On l’a dit, le hasard joua beaucoup à ses débuts. Parmi ses grands frères, l’un aimait le théâtre, mais c’est vraiment la main du ciel qui l’a conduit alors au conservatoire. Il aime s’atteler aux copies de chefs-d’œuvre. Et, alors qu’il est en plein travail, quelqu’un l’approche et lui propose de découvrir l’art dramatique…
C’était le temps des « emplois » et, avec sa silhouette nerveuse, sa tignasse bouclée, son teint mat, son regard bleu clair, il n’était pas fait pour devenir jeune premier classique. Mais il était fait pour la poésie. Il apportait sa poésie aux personnages et aux œuvres.
On ne refera pas ici le long chemin de cet artiste très attachant. Des premiers pas avec notamment tous les spectacles de Marcel Maréchal, très divers et dans lesquels il n’est pas seulement comédien mais aussi adaptateur, assistant, scénographe, etc. jusqu’aux derniers rôles. Bernard Ballet sait tout faire sur un plateau, les lumières, le son et tout le reste ! Il sera un excellent metteur en scène.
Du début des années 60 aux années 80, avec Maréchal, il a traversé des univers très différents : Audiberti, Hugo, Vauthier, Guilloux, Shakespeare, Aristophane, Ruzzante, Molière, Brecht, les mondes de Marcel Maréchal. Et puis on est à Lyon. Qui oublierait Guignol ? Une anémone pour Guignol date de 1975. Inoubliable. Et lui, Bernard Ballet signe alors ses premières mises en scène : Jean Vauthier, Valère Novarina.

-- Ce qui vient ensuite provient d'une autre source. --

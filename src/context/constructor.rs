use crate::core::ConstructorDescriptor;

/// Picks the constructor used to materialize an entity.
///
/// An explicitly preferred constructor wins (the first one if several are
/// marked), then a sole constructor, then a no-arg constructor. Anything
/// else is ambiguous and yields `None`.
pub fn discover_preferred_constructor(
    constructors: &[ConstructorDescriptor],
) -> Option<&ConstructorDescriptor> {
    if let Some(explicit) = constructors.iter().find(|c| c.preferred) {
        return Some(explicit);
    }
    if let [only] = constructors {
        return Some(only);
    }
    constructors.iter().find(|c| c.is_no_arg())
}

#[cfg(test)]
mod tests {
    use super::*;
    use crate::core::{DeclaredType, ParameterDescriptor};

    fn ctor(arity: usize) -> ConstructorDescriptor {
        let params = (0..arity)
            .map(|i| ParameterDescriptor::new(i, Some(format!("p{i}")), DeclaredType::scalar("Long")))
            .collect();
        ConstructorDescriptor::new(params)
    }

    #[test]
    fn test_no_constructors() {
        assert!(discover_preferred_constructor(&[]).is_none());
    }

    #[test]
    fn test_single_constructor() {
        let ctors = [ctor(2)];
        assert_eq!(discover_preferred_constructor(&ctors).unwrap().parameters.len(), 2);
    }

    #[test]
    fn test_explicit_preference_wins() {
        let ctors = [ctor(0), ctor(1), ctor(3).preferred(), ctor(2).preferred()];
        assert_eq!(discover_preferred_constructor(&ctors).unwrap().parameters.len(), 3);
    }

    #[test]
    fn test_falls_back_to_no_arg() {
        let ctors = [ctor(2), ctor(0), ctor(1)];
        assert!(discover_preferred_constructor(&ctors).unwrap().is_no_arg());
    }

    #[test]
    fn test_ambiguous_constructors() {
        let ctors = [ctor(1), ctor(2)];
        assert!(discover_preferred_constructor(&ctors).is_none());
    }
}
use thiserror::Error;

#[derive(Error, Debug, Clone, PartialEq, Eq)]
pub enum MappingError {
    #[error("Invalid entity model for '{type_name}': {message}")]
    InvalidEntityModel {
        type_name: String,
        /// Position of the offending constructor parameter, if any.
        position: Option<usize>,
        message: String,
    },

    #[error("No persistent entity for type '{0}'")]
    EntityNotFound(String),

    #[error("Invalid configuration: {0}")]
    InvalidConfiguration(String),

    #[error("Lock error: {0}")]
    LockError(String),
}

pub type Result<T> = std::result::Result<T, MappingError>;

impl<T> From<std::sync::PoisonError<T>> for MappingError {
    fn from(err: std::sync::PoisonError<T>) -> Self {
        Self::LockError(err.to_string())
    }
}

impl From<serde_json::Error> for MappingError {
    fn from(err: serde_json::Error) -> Self {
        Self::InvalidConfiguration(err.to_string())
    }
}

Tout en ne cessant jamais de jouer, Bernard Ballet a entamé un très clair chemin à la télévision et au cinéma. Il est repéré. Seul le travail de plateau l’empêchera de tourner plus. Il a une voix, une présence, de regard unique. Il serait trop long de citer ces dizaines de rôles, très différents. On l’a dit, il n’est pas une beauté classique, mais il imprime la pellicule !
Côté théâtre, c’est la même diversité. Lorca, Bondy, Fall, Françon, Savary, Beaunesne, Bayen, Ronconi, Boeglin, Milianti, Porraz, Hoffmann, Engel, Rambert, Stavisky, Backès, Vincent, il n’a cessé d’être demandé par des metteurs en scène très différents, mais tous sensibles à sa très forte personnalité, à sa présence, répétons-le, à sa poésie. Ces dernières années, il s’était fait plus rare au théâtre, mais il avait plongé dans les univers délicats d’artistes délicates. On les a nommées : Marion Bierry, Irène Bonnaud. On ne peut oublier L’Illusion comique de Corneille comme L’Aiglon, pas plus que l’on n’oublie La Tectonique des nuages.
Enfin, aves Les Peintres au charbon de Lee Hall, très belle mise en scène de Marion Bierry en 2009, et avec, quel titre, Soleil couchant, d’après Isaac Babel, une mise en scène d’Irène Bonnaud, on salue à jamais cet être bouleversant, un formidable comédien, un être unique.